But this cat is eating a lot.  I thought she would, since she didn’t seem sick.  I’m sure it was an emotional reaction to being in the pound and now that she is “at home,” whatever that means to a cat, she’s eating and drinking again.

When you start collecting strays you are doomed, but we already have several, so what’s one more?

I note that this cat has the greenest eyes that seem to have an Asian tilt.  And she is very vocal.  Some cats are really quiet, but this one will not shut up.  She’s very friendly and loves to climb across my shoulder and flop over on her back to have her belly rubbed.  And she follows me from room to room like a puppy.

By now it’s four thirty and Dana is just coming thru the sliding glass door as I sit watching ESPN with Sparky in my lap.  We live three hours away and go home to the farm on weekends and we decide that since Sparky is eating again that she’ll be okay if we leave her here with food and come back on Sunday.

It’s a very stupid mistake.

It’s rains all weekend and I curse a lot at the drivers on the three hour drive back to Newcastle.  When we get to the apartment we see that Sparky hasn’t eaten since we left two days ago.  I’d assumed the reason she stopped eating was because she was at the pound.  It wasn’t.  It was being abandoned that made her stop eating.

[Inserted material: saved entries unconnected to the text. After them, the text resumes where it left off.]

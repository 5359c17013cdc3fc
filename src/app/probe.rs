use std::time::Duration;

use tokio::time::Instant;
use tracing::{info, warn};

use crate::agent::AgentIdentity;
use crate::entry::ProbeSettings;
use crate::error::{AppError, AppResult, SessionError, ValidationError};
use crate::transport::{BoxedStream, Connector, Session, TcpConnector};
use crate::wire::{build_event_batch, build_identity_message, is_confirm};

/// Confirm latency of every probe batch, `None` where no confirm arrived.
#[derive(Debug, Clone, Default, PartialEq)]
pub(crate) struct ProbeReport {
    pub(crate) latencies: Vec<Option<Duration>>,
}

impl ProbeReport {
    fn failed(&self) -> u64 {
        let failed = self.latencies.iter().filter(|latency| latency.is_none()).count();
        u64::try_from(failed).unwrap_or(u64::MAX)
    }
}

pub(crate) async fn run_probe(settings: ProbeSettings) -> AppResult<()> {
    let connector = TcpConnector::new(settings.endpoint.clone(), settings.use_tls)?;
    info!(
        "Probing {} (tls: {}) with {} batch(es) of {} event(s)",
        settings.endpoint, settings.use_tls, settings.batches, settings.batch_size
    );
    let report = probe(&connector, &settings).await?;

    for (index, latency) in report.latencies.iter().enumerate() {
        match latency {
            Some(latency) => println!(
                "batch {}: confirmed in {:.3}s",
                index.saturating_add(1),
                latency.as_secs_f64()
            ),
            None => println!("batch {}: no confirm", index.saturating_add(1)),
        }
    }

    let failed = report.failed();
    if failed > 0 {
        return Err(AppError::validation(ValidationError::ProbeIncomplete {
            failed,
            total: settings.batches,
        }));
    }
    Ok(())
}

/// Connects one agent, authenticates, then sends the batches one at a time,
/// each waiting for its confirm before the interval starts.
///
/// A batch whose confirm does not show up within the read bound is recorded
/// as missing; transport failures end the probe.
pub(crate) async fn probe(
    connector: &dyn Connector,
    settings: &ProbeSettings,
) -> Result<ProbeReport, SessionError> {
    let identity = AgentIdentity::generate();
    let stream: BoxedStream = connector.connect().await?;
    let mut session = Session::new(stream, Some(settings.max_frame_bytes));
    session
        .authenticate(
            &build_identity_message(&identity.name, &identity.peer_id, &settings.token),
            settings.auth_attempts,
        )
        .await?;
    info!("Probe agent {} approved", identity.name);

    let mut report = ProbeReport::default();
    for confirmation_id in 1..=settings.batches {
        if confirmation_id > 1 && !settings.interval.is_zero() {
            tokio::time::sleep(settings.interval).await;
        }
        let batch = build_event_batch(settings.batch_size, confirmation_id).map_err(|source| {
            SessionError::Send {
                context: "event batch",
                source,
            }
        })?;
        let sent_at = Instant::now();
        session.send(&batch, "event batch").await?;
        let latency = wait_confirm(&mut session, settings.confirm_attempts)
            .await?
            .then(|| sent_at.elapsed());
        if latency.is_none() {
            warn!(
                "Batch {} got no confirm within {} message(s)",
                confirmation_id, settings.confirm_attempts
            );
        }
        report.latencies.push(latency);
    }
    Ok(report)
}

async fn wait_confirm(
    session: &mut Session<BoxedStream>,
    max_reads: usize,
) -> Result<bool, SessionError> {
    for _ in 0..max_reads {
        if is_confirm(&session.recv().await?) {
            return Ok(true);
        }
    }
    Ok(false)
}

#[cfg(test)]
mod tests {
    use super::*;
    use crate::test_support::{AuthReply, FakeConnector, ServerBehavior, run_paused_test};
    use crate::transport::Endpoint;

    fn settings(batches: u64) -> ProbeSettings {
        ProbeSettings {
            endpoint: Endpoint::new("127.0.0.1", 8444),
            use_tls: false,
            token: "token".to_owned(),
            batches,
            batch_size: 5,
            interval: Duration::from_secs(5),
            auth_attempts: 3,
            confirm_attempts: 3,
            max_frame_bytes: 1024 * 1024,
        }
    }

    #[test]
    fn probe_reports_each_confirm() -> AppResult<()> {
        run_paused_test(async {
            let connector = FakeConnector::new(|_| ServerBehavior {
                confirm_delay: Duration::from_millis(40),
                ..ServerBehavior::default()
            });
            let started = Instant::now();
            let report = probe(&connector, &settings(3)).await?;

            let checks = [
                (report.latencies.len() == 3, "three batches"),
                (report.failed() == 0, "no failures"),
                (
                    report
                        .latencies
                        .iter()
                        .flatten()
                        .all(|latency| {
                            (Duration::from_millis(40)..=Duration::from_millis(41))
                                .contains(latency)
                        }),
                    "confirm latency",
                ),
                (started.elapsed() >= Duration::from_secs(10), "interval between batches"),
            ];
            for (ok, label) in checks {
                if !ok {
                    return Err(AppError::validation(format!("Unexpected {label}: {report:?}")));
                }
            }
            Ok(())
        })
    }

    #[test]
    fn probe_records_missing_confirms() -> AppResult<()> {
        run_paused_test(async {
            let connector = FakeConnector::new(|_| ServerBehavior {
                drop_every: Some(2),
                ..ServerBehavior::default()
            });
            let report = probe(&connector, &settings(3)).await?;
            let missing: Vec<bool> = report.latencies.iter().map(Option::is_none).collect();
            if missing != [false, true, false] || report.failed() != 1 {
                return Err(AppError::validation(format!("Unexpected report: {report:?}")));
            }
            Ok(())
        })
    }

    #[test]
    fn probe_fails_without_approval() -> AppResult<()> {
        run_paused_test(async {
            let connector = FakeConnector::new(|_| ServerBehavior {
                auth: AuthReply::Deny,
                ..ServerBehavior::default()
            });
            match probe(&connector, &settings(1)).await {
                Err(SessionError::AuthTimeout { attempts: 3 }) => Ok(()),
                other => Err(AppError::validation(format!(
                    "Expected auth timeout, got {other:?}"
                ))),
            }
        })
    }
}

This one isn’t in trouble yet, and now that we’re at home again I assume she’ll start eating but I don’t want to wait.  I pick Sparky up and put her on my lap.  Dana asks me what to do.

Go to the deli and get a little of everything, I say.  Thin sliced chicken, ham, roast beef, whatever.  She’ll eat it.

While she’s gone I turn on the NFL and Sparky stares at me with those bright green eyes but doesn’t want to eat.  I open a can of cat food and she turns her nose up at it.  Either she is sulking or afraid of being abandoned again or both.

When Dana gets back I put a little of everything on a platter and give it to the cat.  That does it.  She eats like a hog at a trough.  She eats so much her belly is swollen for a couple of days.  Funny thing is, she never touches the ham.  In fact she will never eat pork for the rest of her life.  She’d get up on the table and stick her nose right in my plate but when I tried to give her a slice of pepperoni she wouldn’t touch it.  Cats are funny, like people.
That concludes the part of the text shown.